Pattern of expression of SOX-2 and OCT-4 was in accordance with its biologic function as a transcription factor. Diffuse and strong nuclear staining in the tumor islands of ACA for SOX-2 and OCT-4 were observed, staining was predominantly weak in the central areas. Only 3 cases of SMA showed low positivity for SOX-2 in the basal and parabasal cells of the follicles, this pattern was in accordance with Juuri et al., 2013 where immunostaining showed that SOX-2 protein was expressed in the majority of the preameloblast-like cells and central cells of SMA. In control tissues (OSCC), high nuclear positivity was observed for SOX-2 and OCT-4. Focal nuclear positivity of the basal layer of 2 OEDF control tissues showed low SOX-2 expression.

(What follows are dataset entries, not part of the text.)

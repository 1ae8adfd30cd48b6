mod cohort;
mod profile;
mod team;
mod user;

use sqlx::sqlite::{SqlitePool, SqlitePoolOptions};

pub use cohort::{Cohort, CohortData, CohortStore};
pub use profile::{Availability, Profile, ProfileData, ProfileStore};
pub use team::{
    JoinRequest, JoinRequestRecord, JoinRequestStatus, Team, TeamMember, TeamRole, TeamStore,
};
pub use user::{Identity, LoginType, NewUser, User, UserRole, UserStore};

#[derive(Clone)]
pub struct Database {
    pool: SqlitePool,
}

impl Database {
    /// Open or create a database at the given path.
    /// Use ":memory:" for an in-memory database.
    pub async fn open(path: &str) -> Result<Self, sqlx::Error> {
        let url = if path == ":memory:" {
            "sqlite::memory:".to_string()
        } else {
            format!("sqlite:{}?mode=rwc", path)
        };

        let pool = SqlitePoolOptions::new()
            .max_connections(5)
            .connect(&url)
            .await?;

        let db = Self { pool };
        db.migrate().await?;
        Ok(db)
    }

    /// Get the current schema version.
    async fn get_version(&self) -> Result<i32, sqlx::Error> {
        let result: Option<(i32,)> = sqlx::query_as("SELECT version FROM schema_version LIMIT 1")
            .fetch_optional(&self.pool)
            .await?;
        Ok(result.map(|r| r.0).unwrap_or(0))
    }

    /// Set the schema version within a transaction.
    async fn set_version(
        tx: &mut sqlx::Transaction<'_, sqlx::Sqlite>,
        version: i32,
    ) -> Result<(), sqlx::Error> {
        sqlx::query("DELETE FROM schema_version")
            .execute(&mut **tx)
            .await?;
        sqlx::query("INSERT INTO schema_version (version) VALUES (?)")
            .bind(version)
            .execute(&mut **tx)
            .await?;
        Ok(())
    }

    /// Run database migrations.
    async fn migrate(&self) -> Result<(), sqlx::Error> {
        sqlx::query("CREATE TABLE IF NOT EXISTS schema_version (version INTEGER NOT NULL)")
            .execute(&self.pool)
            .await?;

        let version = self.get_version().await?;

        if version < 1 {
            self.migrate_v1().await?;
        }

        Ok(())
    }

    /// Execute a list of queries in a transaction, then set the version.
    async fn run_migration(
        &self,
        version: i32,
        queries: &[&'static str],
    ) -> Result<(), sqlx::Error> {
        let mut tx = self.pool.begin().await?;
        for query in queries {
            sqlx::query(*query).execute(&mut *tx).await?;
        }
        Self::set_version(&mut tx, version).await?;
        tx.commit().await?;
        Ok(())
    }

    async fn migrate_v1(&self) -> Result<(), sqlx::Error> {
        self.run_migration(
            1,
            &[
                // Identities. Verification/reset tokens are stored as hashes
                // with Unix-second expiries; refresh_token holds the single
                // active refresh token, overwritten on each rotation.
                "CREATE TABLE users (
                    id INTEGER PRIMARY KEY AUTOINCREMENT,
                    uuid TEXT UNIQUE NOT NULL,
                    email TEXT UNIQUE NOT NULL COLLATE NOCASE,
                    username TEXT NOT NULL,
                    password_hash TEXT NOT NULL,
                    role TEXT NOT NULL DEFAULT 'USER',
                    login_type TEXT NOT NULL DEFAULT 'EMAIL_PASSWORD',
                    email_verified INTEGER NOT NULL DEFAULT 0,
                    verification_token TEXT,
                    verification_expiry INTEGER,
                    reset_token TEXT,
                    reset_expiry INTEGER,
                    refresh_token TEXT,
                    created_at TEXT NOT NULL DEFAULT (datetime('now'))
                )",
                "CREATE INDEX idx_users_uuid ON users(uuid)",
                "CREATE INDEX idx_users_email ON users(email)",
                "CREATE INDEX idx_users_verification_token ON users(verification_token)",
                "CREATE INDEX idx_users_reset_token ON users(reset_token)",
                // Member profiles, one per identity
                "CREATE TABLE profiles (
                    id INTEGER PRIMARY KEY AUTOINCREMENT,
                    user_id INTEGER UNIQUE NOT NULL REFERENCES users(id) ON DELETE CASCADE,
                    full_name TEXT,
                    display_name TEXT,
                    pronouns TEXT,
                    title TEXT,
                    bio TEXT,
                    skills TEXT NOT NULL DEFAULT '[]',
                    preferred_roles TEXT NOT NULL DEFAULT '[]',
                    preferred_team_size INTEGER NOT NULL DEFAULT 4,
                    willing_to_lead INTEGER NOT NULL DEFAULT 0,
                    availability TEXT NOT NULL DEFAULT 'available',
                    avatar_url TEXT,
                    created_at TEXT NOT NULL DEFAULT (datetime('now')),
                    updated_at TEXT NOT NULL DEFAULT (datetime('now'))
                )",
                // Cohorts and membership
                "CREATE TABLE cohorts (
                    id INTEGER PRIMARY KEY AUTOINCREMENT,
                    uuid TEXT UNIQUE NOT NULL,
                    name TEXT UNIQUE NOT NULL,
                    description TEXT,
                    start_date TEXT,
                    end_date TEXT,
                    active INTEGER NOT NULL DEFAULT 1,
                    created_at TEXT NOT NULL DEFAULT (datetime('now'))
                )",
                "CREATE TABLE cohort_members (
                    cohort_id INTEGER NOT NULL REFERENCES cohorts(id) ON DELETE CASCADE,
                    user_id INTEGER NOT NULL REFERENCES users(id) ON DELETE CASCADE,
                    PRIMARY KEY (cohort_id, user_id)
                )",
                // Teams, membership roles, and join requests
                "CREATE TABLE teams (
                    id INTEGER PRIMARY KEY AUTOINCREMENT,
                    uuid TEXT UNIQUE NOT NULL,
                    name TEXT UNIQUE NOT NULL,
                    description TEXT,
                    created_by INTEGER NOT NULL REFERENCES users(id),
                    created_at TEXT NOT NULL DEFAULT (datetime('now'))
                )",
                "CREATE TABLE team_members (
                    team_id INTEGER NOT NULL REFERENCES teams(id) ON DELETE CASCADE,
                    user_id INTEGER NOT NULL REFERENCES users(id) ON DELETE CASCADE,
                    member_role TEXT NOT NULL DEFAULT 'member',
                    PRIMARY KEY (team_id, user_id)
                )",
                "CREATE TABLE team_join_requests (
                    id INTEGER PRIMARY KEY AUTOINCREMENT,
                    team_id INTEGER NOT NULL REFERENCES teams(id) ON DELETE CASCADE,
                    user_id INTEGER NOT NULL REFERENCES users(id) ON DELETE CASCADE,
                    status TEXT NOT NULL DEFAULT 'PENDING',
                    created_at TEXT NOT NULL DEFAULT (datetime('now'))
                )",
                "CREATE INDEX idx_join_requests_team ON team_join_requests(team_id)",
            ],
        )
        .await
    }

    /// Get the user store.
    pub fn users(&self) -> UserStore {
        UserStore::new(self.pool.clone())
    }

    /// Get the profile store.
    pub fn profiles(&self) -> ProfileStore {
        ProfileStore::new(self.pool.clone())
    }

    /// Get the cohort store.
    pub fn cohorts(&self) -> CohortStore {
        CohortStore::new(self.pool.clone())
    }

    /// Get the team store.
    pub fn teams(&self) -> TeamStore {
        TeamStore::new(self.pool.clone())
    }

    /// Get the underlying connection pool (for tests that need raw SQL access).
    pub fn pool(&self) -> &SqlitePool {
        &self.pool
    }

    /// Close the pool. Called after the listener has stopped accepting.
    pub async fn close(&self) {
        self.pool.close().await;
    }
}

SOX-2 has been previously localized in the dental lamina of developing human primary molars.[32] Low membrane expression of CD44 was observed in basal, suprabasal layers and small tumor follicles of ACA, whereas SMA showed intermediate to high membrane expression in several cases. Intermediate CD44 membrane expression was seen in control tissue of ACA (OSCC) whereas a high and uniform CD44 membrane expression was observed in control tissue of SMA (OEDF). Usually, it is expressed strongly in dental epithelial derivatives including dental lamina, inner dental epithelium and ameloblasts.[7]
The results of the present study confirm that SOX-2 and OCT-4 are useful markers to distinguish ACA and aggressive SMA. The present study has contributed in resolving the diagnostic dilemma between ACA and aggressive SMA which is significant in the current global scenario where such dilemmas are often encountered. Evaluation of these markers to differentiate other ambiguous benign and malignant tumors of the head and neck is an interesting prospect to investigate.
Conclusions
Few studies in literature have attempted to resolve the diagnostic dilemma between ACA and SMA, either analyzing only few cases of ACA or with a limitation of a single marker. The highlight of the present study is that 20 cases each of ACA and SMA were analyzed immunohistochemically with control tissue (OSCC and OEDF) in addition to the usage of 3 CSC markers. SOX-2 and OCT-4 can be employed as independent markers to help differentiate aggressive SMA and ACA with high accuracy. This study advocates the use of IHC markers that may help in early diagnosis of malignancies, resulting in better prognosis and survival rate of patients.
Financial support and sponsorship
Nil.
Conflicts of interest
There are no conflicts of interest.
Acknowledgement
The authors thank Dr. Puneet Gupta for statistical analysis of data.